Input records: Begin
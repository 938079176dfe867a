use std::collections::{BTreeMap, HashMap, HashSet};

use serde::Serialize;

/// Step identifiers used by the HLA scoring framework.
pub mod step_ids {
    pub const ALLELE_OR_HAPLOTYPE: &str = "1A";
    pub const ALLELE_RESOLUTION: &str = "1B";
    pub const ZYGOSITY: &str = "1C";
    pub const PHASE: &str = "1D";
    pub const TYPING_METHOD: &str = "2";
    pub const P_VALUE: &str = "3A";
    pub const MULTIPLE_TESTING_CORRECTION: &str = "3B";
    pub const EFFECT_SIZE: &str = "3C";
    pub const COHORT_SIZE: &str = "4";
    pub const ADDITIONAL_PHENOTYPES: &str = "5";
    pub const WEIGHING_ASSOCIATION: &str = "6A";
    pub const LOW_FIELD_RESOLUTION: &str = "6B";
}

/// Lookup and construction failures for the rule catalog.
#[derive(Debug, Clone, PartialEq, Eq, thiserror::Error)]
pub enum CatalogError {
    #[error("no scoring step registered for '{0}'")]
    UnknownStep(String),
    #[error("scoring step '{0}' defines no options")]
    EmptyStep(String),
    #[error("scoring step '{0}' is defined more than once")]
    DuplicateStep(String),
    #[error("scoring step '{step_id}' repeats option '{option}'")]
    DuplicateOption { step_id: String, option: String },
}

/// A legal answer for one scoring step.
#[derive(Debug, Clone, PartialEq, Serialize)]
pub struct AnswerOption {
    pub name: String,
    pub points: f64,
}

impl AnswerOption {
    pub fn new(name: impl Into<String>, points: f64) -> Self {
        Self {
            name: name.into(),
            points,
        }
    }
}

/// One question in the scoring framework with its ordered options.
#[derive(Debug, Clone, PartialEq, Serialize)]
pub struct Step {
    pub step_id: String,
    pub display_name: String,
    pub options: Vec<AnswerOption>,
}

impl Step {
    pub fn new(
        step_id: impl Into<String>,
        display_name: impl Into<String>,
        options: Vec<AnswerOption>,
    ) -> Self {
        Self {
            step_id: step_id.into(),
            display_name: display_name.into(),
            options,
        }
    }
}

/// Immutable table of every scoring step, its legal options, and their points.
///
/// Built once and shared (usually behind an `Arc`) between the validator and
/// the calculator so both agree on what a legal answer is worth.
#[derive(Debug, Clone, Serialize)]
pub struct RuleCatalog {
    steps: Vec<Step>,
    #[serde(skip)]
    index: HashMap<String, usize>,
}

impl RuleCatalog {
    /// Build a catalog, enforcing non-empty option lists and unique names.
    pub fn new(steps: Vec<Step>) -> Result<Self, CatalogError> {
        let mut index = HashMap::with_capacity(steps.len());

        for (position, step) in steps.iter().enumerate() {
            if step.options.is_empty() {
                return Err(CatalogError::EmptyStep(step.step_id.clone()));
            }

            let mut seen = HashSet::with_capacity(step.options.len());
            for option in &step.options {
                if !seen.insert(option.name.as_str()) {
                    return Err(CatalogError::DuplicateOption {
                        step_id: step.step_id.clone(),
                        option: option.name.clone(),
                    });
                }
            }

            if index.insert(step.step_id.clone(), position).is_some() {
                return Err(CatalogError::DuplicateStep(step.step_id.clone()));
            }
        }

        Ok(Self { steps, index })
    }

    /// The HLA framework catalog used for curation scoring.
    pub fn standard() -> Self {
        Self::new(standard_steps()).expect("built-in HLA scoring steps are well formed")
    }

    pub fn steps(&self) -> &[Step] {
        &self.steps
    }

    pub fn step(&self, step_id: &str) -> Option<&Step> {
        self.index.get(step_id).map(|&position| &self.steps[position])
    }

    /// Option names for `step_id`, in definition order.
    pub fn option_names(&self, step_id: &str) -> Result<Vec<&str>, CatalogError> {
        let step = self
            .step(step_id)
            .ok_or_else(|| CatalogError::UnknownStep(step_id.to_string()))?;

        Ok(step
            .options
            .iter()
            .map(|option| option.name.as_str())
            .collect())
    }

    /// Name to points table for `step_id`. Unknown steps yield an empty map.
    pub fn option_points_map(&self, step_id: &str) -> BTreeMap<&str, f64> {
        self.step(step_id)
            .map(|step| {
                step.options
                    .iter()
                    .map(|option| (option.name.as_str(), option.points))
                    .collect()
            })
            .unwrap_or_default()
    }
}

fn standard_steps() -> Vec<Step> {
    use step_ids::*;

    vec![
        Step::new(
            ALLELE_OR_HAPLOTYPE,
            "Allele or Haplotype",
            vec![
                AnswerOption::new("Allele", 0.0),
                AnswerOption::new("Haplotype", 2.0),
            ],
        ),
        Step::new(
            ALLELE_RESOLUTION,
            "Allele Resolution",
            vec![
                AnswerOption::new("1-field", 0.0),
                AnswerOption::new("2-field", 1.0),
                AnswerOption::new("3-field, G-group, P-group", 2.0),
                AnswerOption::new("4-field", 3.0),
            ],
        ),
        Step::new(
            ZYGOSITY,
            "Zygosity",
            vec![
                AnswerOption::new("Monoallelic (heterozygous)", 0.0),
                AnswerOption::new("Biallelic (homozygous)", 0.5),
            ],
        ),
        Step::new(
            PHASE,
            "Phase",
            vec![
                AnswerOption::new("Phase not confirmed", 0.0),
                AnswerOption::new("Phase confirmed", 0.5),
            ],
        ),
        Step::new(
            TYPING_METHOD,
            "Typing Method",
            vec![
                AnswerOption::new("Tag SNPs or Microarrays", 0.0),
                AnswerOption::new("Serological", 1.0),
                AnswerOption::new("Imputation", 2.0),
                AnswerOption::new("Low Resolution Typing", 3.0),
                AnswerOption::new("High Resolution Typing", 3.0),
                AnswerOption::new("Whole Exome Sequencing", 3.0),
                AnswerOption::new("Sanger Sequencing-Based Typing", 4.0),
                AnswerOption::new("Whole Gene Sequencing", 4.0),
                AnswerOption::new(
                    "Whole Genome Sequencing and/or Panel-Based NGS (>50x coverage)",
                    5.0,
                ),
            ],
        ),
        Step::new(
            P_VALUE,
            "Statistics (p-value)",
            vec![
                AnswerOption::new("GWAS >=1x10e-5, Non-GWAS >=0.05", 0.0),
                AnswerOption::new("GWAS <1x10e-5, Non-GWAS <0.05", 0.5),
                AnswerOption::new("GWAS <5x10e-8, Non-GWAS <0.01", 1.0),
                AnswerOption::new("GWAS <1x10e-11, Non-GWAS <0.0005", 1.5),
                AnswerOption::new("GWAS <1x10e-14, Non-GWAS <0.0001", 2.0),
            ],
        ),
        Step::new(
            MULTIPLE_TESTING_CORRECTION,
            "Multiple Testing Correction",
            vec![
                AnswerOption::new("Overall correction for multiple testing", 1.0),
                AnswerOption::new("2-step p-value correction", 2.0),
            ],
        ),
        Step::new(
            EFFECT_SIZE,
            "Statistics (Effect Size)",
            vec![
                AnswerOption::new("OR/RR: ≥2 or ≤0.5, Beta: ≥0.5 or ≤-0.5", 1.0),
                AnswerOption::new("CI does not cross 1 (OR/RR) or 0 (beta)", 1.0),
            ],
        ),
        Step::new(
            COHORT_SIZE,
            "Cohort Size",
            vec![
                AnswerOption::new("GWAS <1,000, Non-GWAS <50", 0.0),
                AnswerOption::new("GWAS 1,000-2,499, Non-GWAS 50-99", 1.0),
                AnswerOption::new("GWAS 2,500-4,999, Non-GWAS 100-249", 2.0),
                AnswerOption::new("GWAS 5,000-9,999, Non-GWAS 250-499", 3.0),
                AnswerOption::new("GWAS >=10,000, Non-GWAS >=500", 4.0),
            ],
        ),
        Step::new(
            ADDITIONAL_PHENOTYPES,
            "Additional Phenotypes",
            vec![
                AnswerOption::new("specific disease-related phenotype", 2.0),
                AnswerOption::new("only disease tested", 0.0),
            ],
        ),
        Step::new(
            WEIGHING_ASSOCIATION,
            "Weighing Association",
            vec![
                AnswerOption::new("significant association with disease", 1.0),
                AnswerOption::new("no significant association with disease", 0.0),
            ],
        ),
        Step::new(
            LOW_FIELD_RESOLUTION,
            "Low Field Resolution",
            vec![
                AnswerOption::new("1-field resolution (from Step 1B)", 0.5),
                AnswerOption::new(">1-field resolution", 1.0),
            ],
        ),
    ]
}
Input records: End
*About this exercise*. Each line holding the word "CatalogError" must be copied from the data.

*Task solution*.
pub enum CatalogError {
    pub fn new(steps: Vec<Step>) -> Result<Self, CatalogError> {
                return Err(CatalogError::EmptyStep(step.step_id.clone()));
                    return Err(CatalogError::DuplicateOption {
                return Err(CatalogError::DuplicateStep(step.step_id.clone()));
    pub fn option_names(&self, step_id: &str) -> Result<Vec<&str>, CatalogError> {
            .ok_or_else(|| CatalogError::UnknownStep(step_id.to_string()))?;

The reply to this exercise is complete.